Matthias Mayer n’est pas seulement le fils de son père. Il est également celui d’une scène fondatrice dont il explique qu’elle lui a donné le goût du ski de compétition, sans doute la plus célèbre de toute l’histoire récente du ski : le vol plané de Hermann Maier lors de la descente des Jeux de Nagano en 1998, quand le colosse autrichien partit s’écraser en contrebas dans un fracas qui impressionna l’adolescent malingre que Mayer était alors. Hermann Maier gagna le Super-G dans la foulée, preuve de ses qualités mentales en acier trempé : le «maçon de Flachau» demeurait le dernier vainqueur non norvégien d’un Super-G olym­pique avant vendredi.

Ombre

Du caractère, il en aura aussi fallu à Mayer : athlète à maturation lente, il a eu du mal à sortir du lot dans un pays qui produit des skieurs de top niveau par wagons, et où l’on peut se permettre le luxe d’oublier ceux qui prennent du retard.

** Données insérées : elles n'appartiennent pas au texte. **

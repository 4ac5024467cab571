//! Line scanner for log chunk blocks
//!
//! Turns the text of a fenced block into a lazy sequence of [`LogEvent`]s.
//! Lines that do not look like `[<timestamp>] <LEVEL> -- <message>`, or that
//! carry a level outside [`LogLevel`], are skipped without error.

use crate::types::{LogEvent, LogLevel};
use chrono::{DateTime, NaiveDateTime, SecondsFormat, Utc};
use regex::Regex;
use std::sync::LazyLock;

/// Unanchored: a line may carry a prefix before the bracketed timestamp.
static LINE_RE: LazyLock<Regex> = LazyLock::new(|| {
    Regex::new(r"\[(.+?)\] ([A-Za-z0-9_]+) -- (.*)").expect("valid line regex")
});

/// Scan every line of `block`, yielding the events that parse.
pub fn scan_events(block: &str) -> impl Iterator<Item = LogEvent<'_>> {
    block.lines().filter_map(parse_line)
}

/// Parse one log line.
///
/// A malformed timestamp does not reject the line; the event is kept with
/// `timestamp: None`.
pub fn parse_line(line: &str) -> Option<LogEvent<'_>> {
    let caps = LINE_RE.captures(line)?;
    let level: LogLevel = caps.get(2)?.as_str().parse().ok()?;
    let timestamp = parse_timestamp(caps.get(1)?.as_str());
    let message = caps.get(3).map_or("", |m| m.as_str());

    Some(LogEvent {
        timestamp,
        level,
        message,
    })
}

/// Parse an ISO-8601 timestamp.
///
/// RFC 3339 with any offset is normalized to UTC. A date-time without an
/// offset is read as UTC so results never depend on the host timezone.
pub fn parse_timestamp(text: &str) -> Option<DateTime<Utc>> {
    let text = text.trim();

    if let Ok(dt) = DateTime::parse_from_rfc3339(text) {
        return Some(dt.with_timezone(&Utc));
    }

    NaiveDateTime::parse_from_str(text, "%Y-%m-%dT%H:%M:%S%.f")
        .ok()
        .map(|naive| naive.and_utc())
}

/// Render a timestamp as `YYYY-MM-DDTHH:MM:SS.mmmZ`.
pub fn format_timestamp(ts: DateTime<Utc>) -> String {
    ts.to_rfc3339_opts(SecondsFormat::Millis, true)
}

Opéré à la cheville début 2002, il contracte alors une arthrite réactionnelle, maladie rare affaiblissant le système immunitaire qui fit perdre à ce poids plume (un handicap dans les disciplines de vitesse) une quinzaine de kilos.

Il y eut enfin l'ombre du père. «Ces dernières années, j'ai pris les choses en main par moi-même, racontait-il récemment à la presse autrichienne. Je me suis dit que c'était important que les gens comprennent que je faisais cela pour moi.» Deux ors olympiques contre l'argent paternel : il est au-dessus.